-- Supplied data follows --

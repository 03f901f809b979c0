use std::{env, fs};

use crate::error::ConfigError;
use crate::models::Directory;

#[derive(Clone, Debug)]
pub struct Config {
    pub bind_addr: String,
    pub frontend_origin: String,
    pub jwt_secret: String,
    /// When unset the service keeps everything in memory.
    pub mongo_uri: Option<String>,
    pub database_name: String,
    /// JSON seed of users and team memberships loaded at startup.
    pub directory_file: Option<String>,
}

impl Config {
    pub fn from_env() -> Result<Self, ConfigError> {
        dotenv::dotenv().ok();

        Ok(Self {
            bind_addr: env::var("BIND_ADDR").unwrap_or_else(|_| "0.0.0.0:8080".to_string()),
            frontend_origin: env::var("FRONTEND_ORIGIN")
                .unwrap_or_else(|_| "http://localhost:3000".to_string()),
            jwt_secret: env::var("JWT_SECRET").map_err(|_| ConfigError::Missing("JWT_SECRET"))?,
            mongo_uri: env::var("MONGO_URI").ok().filter(|uri| !uri.trim().is_empty()),
            database_name: env::var("DATABASE_NAME").unwrap_or_else(|_| "leadline".to_string()),
            directory_file: env::var("DIRECTORY_FILE").ok(),
        })
    }

    /// In-memory configuration used by tests and local tooling.
    pub fn in_memory(jwt_secret: &str) -> Self {
        Self {
            bind_addr: "127.0.0.1:0".to_string(),
            frontend_origin: "http://localhost:3000".to_string(),
            jwt_secret: jwt_secret.to_string(),
            mongo_uri: None,
            database_name: "leadline".to_string(),
            directory_file: None,
        }
    }
}

/// Reads the user directory seed named by `DIRECTORY_FILE`.
pub fn load_directory_file(path: &str) -> Result<Directory, ConfigError> {
    let raw = fs::read_to_string(path).map_err(|e| ConfigError::Directory {
        path: path.to_string(),
        reason: e.to_string(),
    })?;
    serde_json::from_str(&raw).map_err(|e| ConfigError::Directory {
        path: path.to_string(),
        reason: e.to_string(),
    })
}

-- Supplied data concluded --

** Directions **
Without leaving anything out, transcribe the records above exactly.

** Task response **
repository 03f901f809b979c0
use std::{env, fs};

use crate::error::ConfigError;
use crate::models::Directory;

#[derive(Clone, Debug)]
pub struct Config {
    pub bind_addr: String,
    pub frontend_origin: String,
    pub jwt_secret: String,
    /// When unset the service keeps everything in memory.
    pub mongo_uri: Option<String>,
    pub database_name: String,
    /// JSON seed of users and team memberships loaded at startup.
    pub directory_file: Option<String>,
}

impl Config {
    pub fn from_env() -> Result<Self, ConfigError> {
        dotenv::dotenv().ok();

        Ok(Self {
            bind_addr: env::var("BIND_ADDR").unwrap_or_else(|_| "0.0.0.0:8080".to_string()),
            frontend_origin: env::var("FRONTEND_ORIGIN")
                .unwrap_or_else(|_| "http://localhost:3000".to_string()),
            jwt_secret: env::var("JWT_SECRET").map_err(|_| ConfigError::Missing("JWT_SECRET"))?,
            mongo_uri: env::var("MONGO_URI").ok().filter(|uri| !uri.trim().is_empty()),
            database_name: env::var("DATABASE_NAME").unwrap_or_else(|_| "leadline".to_string()),
            directory_file: env::var("DIRECTORY_FILE").ok(),
        })
    }

    /// In-memory configuration used by tests and local tooling.
    pub fn in_memory(jwt_secret: &str) -> Self {
        Self {
            bind_addr: "127.0.0.1:0".to_string(),
            frontend_origin: "http://localhost:3000".to_string(),
            jwt_secret: jwt_secret.to_string(),
            mongo_uri: None,
            database_name: "leadline".to_string(),
            directory_file: None,
        }
    }
}

/// Reads the user directory seed named by `DIRECTORY_FILE`.
pub fn load_directory_file(path: &str) -> Result<Directory, ConfigError> {
    let raw = fs::read_to_string(path).map_err(|e| ConfigError::Directory {
        path: path.to_string(),
        reason: e.to_string(),
    })?;
    serde_json::from_str(&raw).map_err(|e| ConfigError::Directory {
        path: path.to_string(),
        reason: e.to_string(),
    })
}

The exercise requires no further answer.